SUMMARY OF THE INVENTIONSIn some embodiments, a fluid separation system has a fluid source comprising fluid with at least two fluid subcomponents. The fluid separation system can have a fluid pump and a rotating device. Furthermore, the fluid separation system can have a separation chamber having an axis of rotation through which bulk fluid moves in a direction transverse to the axis of rotation. In some embodiments, the fluid separation chamber is in a spiral configuration with a rectangular cross-section. In some embodiments, the fluid separation chamber comprises baffles and fluid extraction channels. In some embodiments, the fluid extraction channels are parallel to the axis of rotation.

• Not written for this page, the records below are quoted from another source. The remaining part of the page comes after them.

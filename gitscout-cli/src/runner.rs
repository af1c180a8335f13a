//! Server assembly and stdio serve loop

use std::sync::Arc;

use anyhow::Result;
use tokio::io::BufReader;

use gitscout_core::config::ServerConfig;
use gitscout_core::git::RepoInspector;
use gitscout_core::mcp::{self, McpServer};
use gitscout_core::mcp::tools::{PullRequestContextTool, WebSearchTool};
use gitscout_core::process::{ProcessRunner, SystemRunner};
use gitscout_core::search::WebSearcher;

use crate::args::Args;

/// Build the server from arguments and configuration, then serve stdin
/// until EOF.
pub async fn run(args: Args) -> Result<()> {
    let mut config = match &args.config {
        Some(path) => ServerConfig::from_file(path)?,
        None => ServerConfig::load_default(),
    };
    if args.no_diff {
        config.context.include_diff = false;
    }

    let policy = args.branch_policy();
    tracing::info!(
        root = %args.repo_root.display(),
        ?policy,
        "starting gitscout"
    );

    // The tools report a structured error when a binary is missing; warning
    // up front makes the misconfiguration visible before the first call.
    for binary in [
        config.search.binary.as_str(),
        config.search.filter.as_str(),
    ] {
        if which::which(binary).is_err() {
            tracing::warn!(
                "'{binary}' not found on PATH; the web_search tool will report an error when called"
            );
        }
    }

    let runner: Arc<dyn ProcessRunner> = Arc::new(SystemRunner);
    let inspector = RepoInspector::new(Arc::clone(&runner), &args.repo_root);
    let searcher = WebSearcher::new(runner, config.search.clone());

    let mut server = McpServer::new("gitscout", env!("CARGO_PKG_VERSION"));
    server.register(Arc::new(PullRequestContextTool::new(
        inspector,
        policy,
        config.context.include_diff,
    )));
    server.register(Arc::new(WebSearchTool::new(searcher)));

    let reader = BufReader::new(tokio::io::stdin());
    let writer = tokio::io::stdout();
    mcp::serve(&server, reader, writer).await?;

    Ok(())
}
//! Web search tool

use async_trait::async_trait;
use serde::Deserialize;
use serde_json::Value;

use crate::mcp::{McpTool, ToolResult};
use crate::search::WebSearcher;
use crate::{Error, Result};

/// Runs a query through the configured search CLI and returns the filtered
/// agent-message text.
pub struct WebSearchTool {
    searcher: WebSearcher,
}

#[derive(Debug, Deserialize)]
struct WebSearchArgs {
    query: String,
}

impl WebSearchTool {
    pub fn new(searcher: WebSearcher) -> Self {
        Self { searcher }
    }
}

#[async_trait]
impl McpTool for WebSearchTool {
    fn name(&self) -> &str {
        "web_search"
    }

    fn description(&self) -> &str {
        "Search the web through the configured search CLI. Pass { query: string }."
    }

    fn input_schema(&self) -> Value {
        serde_json::json!({
            "type": "object",
            "properties": {
                "query": {
                    "type": "string",
                    "minLength": 1,
                    "description": "Search query"
                }
            },
            "required": ["query"]
        })
    }

    async fn execute(&self, arguments: Value) -> Result<ToolResult> {
        let args: WebSearchArgs = serde_json::from_value(arguments)
            .map_err(|e| Error::Protocol(format!("Invalid web_search arguments: {e}")))?;

        match self.searcher.search(&args.query).await {
            Ok(body) => Ok(ToolResult::text(body)),
            Err(Error::EmptyQuery) => Ok(ToolResult::error("Search query must not be empty.")),
            Err(Error::SearchFailed { code, detail }) => Ok(ToolResult::error(format!(
                "Error running search ({code}): {detail}"
            ))),
            // Spawn and pipe failures are converted here; nothing escapes
            // the handler boundary.
            Err(e) => Ok(ToolResult::error(format!("Failed to execute search: {e}"))),
        }
    }
}
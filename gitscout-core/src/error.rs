//! Error types for gitscout-core

use miette::Diagnostic;
use thiserror::Error;

/// Result type alias using gitscout Error
pub type Result<T> = std::result::Result<T, Error>;

/// Core error types for gitscout
#[derive(Debug, Error, Diagnostic)]
pub enum Error {
    #[error("Configuration error: {0}")]
    #[diagnostic(code(gitscout::config))]
    Config(String),

    #[error("IO error: {0}")]
    #[diagnostic(code(gitscout::io))]
    Io(#[from] std::io::Error),

    #[error("Serialization error: {0}")]
    #[diagnostic(code(gitscout::serde))]
    Serde(#[from] serde_json::Error),

    #[error("TOML parse error: {0}")]
    #[diagnostic(code(gitscout::toml))]
    Toml(#[from] toml::de::Error),

    #[error("Failed to launch '{program}': {message}")]
    #[diagnostic(code(gitscout::spawn))]
    Spawn { program: String, message: String },

    #[error("Git command failed: {0}")]
    #[diagnostic(code(gitscout::git))]
    Git(String),

    #[error("Current branch '{current}' is the same as the target branch")]
    #[diagnostic(code(gitscout::same_branch))]
    SameBranch { current: String },

    #[error("Target branch '{target}' does not exist")]
    #[diagnostic(code(gitscout::unknown_branch))]
    UnknownBranch { target: String, current: String },

    #[error("Search query must not be empty")]
    #[diagnostic(code(gitscout::empty_query))]
    EmptyQuery,

    #[error("Search filter exited with status {code}: {detail}")]
    #[diagnostic(code(gitscout::search))]
    SearchFailed { code: i32, detail: String },

    #[error("Protocol error: {0}")]
    #[diagnostic(code(gitscout::protocol))]
    Protocol(String),
}
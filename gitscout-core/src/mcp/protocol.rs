//! MCP JSON-RPC protocol types

use serde::{Deserialize, Serialize};
use serde_json::Value;

/// JSON-RPC request
#[derive(Debug, Clone, Serialize, Deserialize)]
pub struct JsonRpcRequest {
    pub jsonrpc: String,
    #[serde(default)]
    pub id: Option<Value>,
    pub method: String,
    #[serde(default)]
    pub params: Option<Value>,
}

impl JsonRpcRequest {
    pub fn new(method: impl Into<String>) -> Self {
        Self {
            jsonrpc: "2.0".to_string(),
            id: None,
            method: method.into(),
            params: None,
        }
    }

    pub fn with_id(mut self, id: impl Into<Value>) -> Self {
        self.id = Some(id.into());
        self
    }

    pub fn with_params(mut self, params: Value) -> Self {
        self.params = Some(params);
        self
    }

    /// Requests without an id are notifications and expect no response.
    pub fn is_notification(&self) -> bool {
        self.id.is_none()
    }
}

/// JSON-RPC response
#[derive(Debug, Clone, Serialize, Deserialize)]
pub struct JsonRpcResponse {
    pub jsonrpc: String,
    #[serde(skip_serializing_if = "Option::is_none")]
    pub id: Option<Value>,
    #[serde(skip_serializing_if = "Option::is_none")]
    pub result: Option<Value>,
    #[serde(skip_serializing_if = "Option::is_none")]
    pub error: Option<JsonRpcError>,
}

impl JsonRpcResponse {
    pub fn success(id: Option<Value>, result: Value) -> Self {
        Self {
            jsonrpc: "2.0".to_string(),
            id,
            result: Some(result),
            error: None,
        }
    }

    pub fn error(id: Option<Value>, code: i32, message: impl Into<String>) -> Self {
        Self {
            jsonrpc: "2.0".to_string(),
            id,
            result: None,
            error: Some(JsonRpcError {
                code,
                message: message.into(),
            }),
        }
    }
}

/// JSON-RPC error
#[derive(Debug, Clone, Serialize, Deserialize)]
pub struct JsonRpcError {
    pub code: i32,
    pub message: String,
}

/// Standard JSON-RPC error codes
pub mod error_codes {
    pub const PARSE_ERROR: i32 = -32700;
    pub const INVALID_REQUEST: i32 = -32600;
    pub const METHOD_NOT_FOUND: i32 = -32601;
    pub const INVALID_PARAMS: i32 = -32602;
    pub const INTERNAL_ERROR: i32 = -32603;
}

/// Tool definition advertised by `tools/list`
#[derive(Debug, Clone, Serialize, Deserialize)]
pub struct ToolDefinition {
    pub name: String,
    pub description: String,
    #[serde(rename = "inputSchema")]
    pub input_schema: Value,
}

/// Arguments of a `tools/call` request
#[derive(Debug, Clone, Serialize, Deserialize)]
pub struct ToolCall {
    pub name: String,
    #[serde(default)]
    pub arguments: Value,
}

/// Result of a tool call: an ordered sequence of content blocks plus an
/// error flag. Block order matters for readability only.
#[derive(Debug, Clone, Serialize, Deserialize)]
pub struct ToolResult {
    pub content: Vec<ToolContent>,
    #[serde(rename = "isError", skip_serializing_if = "Option::is_none")]
    pub is_error: Option<bool>,
}

impl ToolResult {
    /// Successful result with a single text block.
    pub fn text(body: impl Into<String>) -> Self {
        Self {
            content: vec![ToolContent::Text { text: body.into() }],
            is_error: None,
        }
    }

    /// Successful result with one text block per entry, in order.
    pub fn from_blocks(blocks: impl IntoIterator<Item = String>) -> Self {
        Self {
            content: blocks
                .into_iter()
                .map(|text| ToolContent::Text { text })
                .collect(),
            is_error: None,
        }
    }

    /// Error result with a single text block.
    pub fn error(message: impl Into<String>) -> Self {
        Self {
            content: vec![ToolContent::Text {
                text: message.into(),
            }],
            is_error: Some(true),
        }
    }

    /// Error result with one text block per entry, in order.
    pub fn error_blocks(blocks: impl IntoIterator<Item = String>) -> Self {
        Self {
            content: blocks
                .into_iter()
                .map(|text| ToolContent::Text { text })
                .collect(),
            is_error: Some(true),
        }
    }

    pub fn is_error(&self) -> bool {
        self.is_error == Some(true)
    }
}

/// Tool result content blocks. gitscout only ever emits text.
#[derive(Debug, Clone, Serialize, Deserialize)]
#[serde(tag = "type", rename_all = "lowercase")]
pub enum ToolContent {
    Text { text: String },
}
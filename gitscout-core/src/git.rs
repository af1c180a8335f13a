//! Pull-request context gathering from a git working copy
//!
//! Every query is a read; nothing here mutates the repository.

use std::path::{Path, PathBuf};
use std::sync::Arc;

use crate::process::{Invocation, ProcessOutput, ProcessRunner};
use crate::{Error, Result};

/// Repository-relative path of the pull-request template file.
pub const TEMPLATE_PATH: &str = ".github/pull_request_template.md";

/// Substituted when the template file is absent or unreadable.
pub const TEMPLATE_FALLBACK: &str = "No pull request template found.";

/// How the target branch for comparison is chosen. Selected once at
/// startup, never per request.
#[derive(Debug, Clone, PartialEq, Eq)]
pub enum TargetBranchPolicy {
    /// Compare against the branch named by CLI or configuration.
    Explicit(String),
    /// Read the remote's symbolic default-branch ref and strip the
    /// remote-name prefix.
    AutoDetect,
}

/// Everything the pull-request tool reports about a working copy.
#[derive(Debug, Clone, PartialEq, Eq)]
pub struct PullRequestContext {
    pub current_branch: String,
    pub target_branch: String,
    pub remotes: String,
    pub log: String,
    pub diff: Option<String>,
    pub template: String,
}

/// Read-only git queries against a single working copy.
pub struct RepoInspector {
    runner: Arc<dyn ProcessRunner>,
    root: PathBuf,
}

impl RepoInspector {
    pub fn new(runner: Arc<dyn ProcessRunner>, root: impl Into<PathBuf>) -> Self {
        Self {
            runner,
            root: root.into(),
        }
    }

    pub fn root(&self) -> &Path {
        &self.root
    }

    async fn git(&self, args: &[&str]) -> Result<ProcessOutput> {
        self.runner
            .run(
                Invocation::new("git")
                    .args(args.iter().copied())
                    .current_dir(&self.root),
            )
            .await
    }

    /// Abbreviated ref name of HEAD.
    pub async fn current_branch(&self) -> Result<String> {
        let out = self.git(&["rev-parse", "--abbrev-ref", "HEAD"]).await?;
        if !out.success() {
            return Err(Error::Git(format!(
                "could not resolve HEAD: {}",
                out.stderr.trim()
            )));
        }
        Ok(out.stdout.trim().to_string())
    }

    /// Resolve the comparison branch according to the configured policy.
    pub async fn resolve_target(&self, policy: &TargetBranchPolicy) -> Result<String> {
        match policy {
            TargetBranchPolicy::Explicit(branch) => Ok(branch.clone()),
            TargetBranchPolicy::AutoDetect => {
                let out = self
                    .git(&["symbolic-ref", "--short", "refs/remotes/origin/HEAD"])
                    .await?;
                if !out.success() {
                    return Err(Error::Git(format!(
                        "could not detect the default branch: {}",
                        out.stderr.trim()
                    )));
                }
                Ok(strip_remote_prefix(out.stdout.trim()).to_string())
            }
        }
    }

    /// Gather the full pull-request context for the current branch.
    ///
    /// Branch validation runs first: when the current branch equals the
    /// target, or the target ref does not exist, no content query is issued.
    pub async fn pull_request_context(
        &self,
        policy: &TargetBranchPolicy,
        include_diff: bool,
    ) -> Result<PullRequestContext> {
        let current_branch = self.current_branch().await?;
        let target_branch = self.resolve_target(policy).await?;

        if current_branch == target_branch {
            return Err(Error::SameBranch {
                current: current_branch,
            });
        }

        let verify = self
            .git(&["rev-parse", "--verify", "--quiet", &target_branch])
            .await?;
        if !verify.success() {
            return Err(Error::UnknownBranch {
                target: target_branch,
                current: current_branch,
            });
        }

        let base = {
            let out = self
                .git(&["merge-base", &target_branch, &current_branch])
                .await?;
            if !out.success() {
                return Err(Error::Git(format!(
                    "no merge base between '{target_branch}' and '{current_branch}': {}",
                    out.stderr.trim()
                )));
            }
            out.stdout.trim().to_string()
        };

        // Commits reachable from the current branch but not from the base.
        let log = self
            .git(&["log", &format!("{base}..{current_branch}"), "--oneline"])
            .await?
            .stdout;

        // Three-dot diff: changes introduced on the current branch since it
        // diverged from the merge base, not a direct two-branch diff.
        let diff = if include_diff {
            Some(
                self.git(&["diff", &format!("{target_branch}...{current_branch}")])
                    .await?
                    .stdout,
            )
        } else {
            None
        };

        let remotes = self.git(&["remote", "-v"]).await?.stdout;

        let template = match tokio::fs::read_to_string(self.root.join(TEMPLATE_PATH)).await {
            Ok(text) => text,
            Err(_) => TEMPLATE_FALLBACK.to_string(),
        };

        Ok(PullRequestContext {
            current_branch,
            target_branch,
            remotes,
            log,
            diff,
            template,
        })
    }
}

/// "origin/main" -> "main". Refs without a remote prefix pass through.
fn strip_remote_prefix(short_ref: &str) -> &str {
    match short_ref.split_once('/') {
        Some((_, rest)) => rest,
        None => short_ref,
    }
}

#[cfg(test)]
mod tests {
    use super::*;

    #[test]
    fn test_strip_remote_prefix() {
        assert_eq!(strip_remote_prefix("origin/main"), "main");
        assert_eq!(strip_remote_prefix("upstream/release/v2"), "release/v2");
        assert_eq!(strip_remote_prefix("main"), "main");
    }
}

An apparatus for fluid separation can have a fluid separation chamber. The fluid separation chamber can have a first portion having a first width and a first fluid extraction point located apart from a second portion. The fluid separation chamber can also have a third portion having a third width and a third fluid extraction point located apart from the second portion. Moreover, the fluid separation chamber can have a second portion between the first and third portions with a second width that is narrower than the first and third widths and a second fluid extraction point that is located apart from the first and third portions. The apparatus for fluid separation can further comprise three fluid extraction pathways in fluid communication with the first, second, and third fluid extraction points.
A method for designing a continuous fluid separation system can include: choosing a shape of a separation chamber; choosing extraction points for fluid components; and choosing a flow rate for fluid components.
A continuous centrifuge system can comprise a drum and a coil. The coil can have a coil inlet, a coil outlet, and a blood flow path defined therebetween, the blood flow path comprising a first segment that comprises at least one mixed-fluid chamber and a second segment that comprises at least two constituent chambers, the coil being coupled with a surface of the drum. The continuous centrifuge system can further include an inlet connector configured to transfer whole blood from a source conduit to the inlet of the coil. Moreover, the continuous centrifuge system can have an outlet connector configured to transfer blood constituents from each of the constituent chambers of the second segment of the blood flow path to corresponding outlet conduits, and the system can operate such that rotation of the drum causes whole blood transferred to the coil inlet to be substantially separated into at least two blood constituents at the coil outlet.
A continuous blood separator can comprise a coil having an inlet, an outlet, and a blood flow path defined therebetween, the blood flow path comprising a first segment having at least one whole blood passage and a second segment having at least two blood constituent passages, the inlet configured to receive whole blood and to direct the whole blood to the first segment of the blood flow path, the outlet configured to receive at least one blood constituent from each of the blood constituent passages. The first segment can be dimensioned such that the whole blood received at the inlet of the coil is substantially separated into blood constituents therein. In some embodiments, the blood separator can have a length defined between the inlet and the second segment whereby the whole blood received at the inlet of the coil is substantially separated into blood constituents.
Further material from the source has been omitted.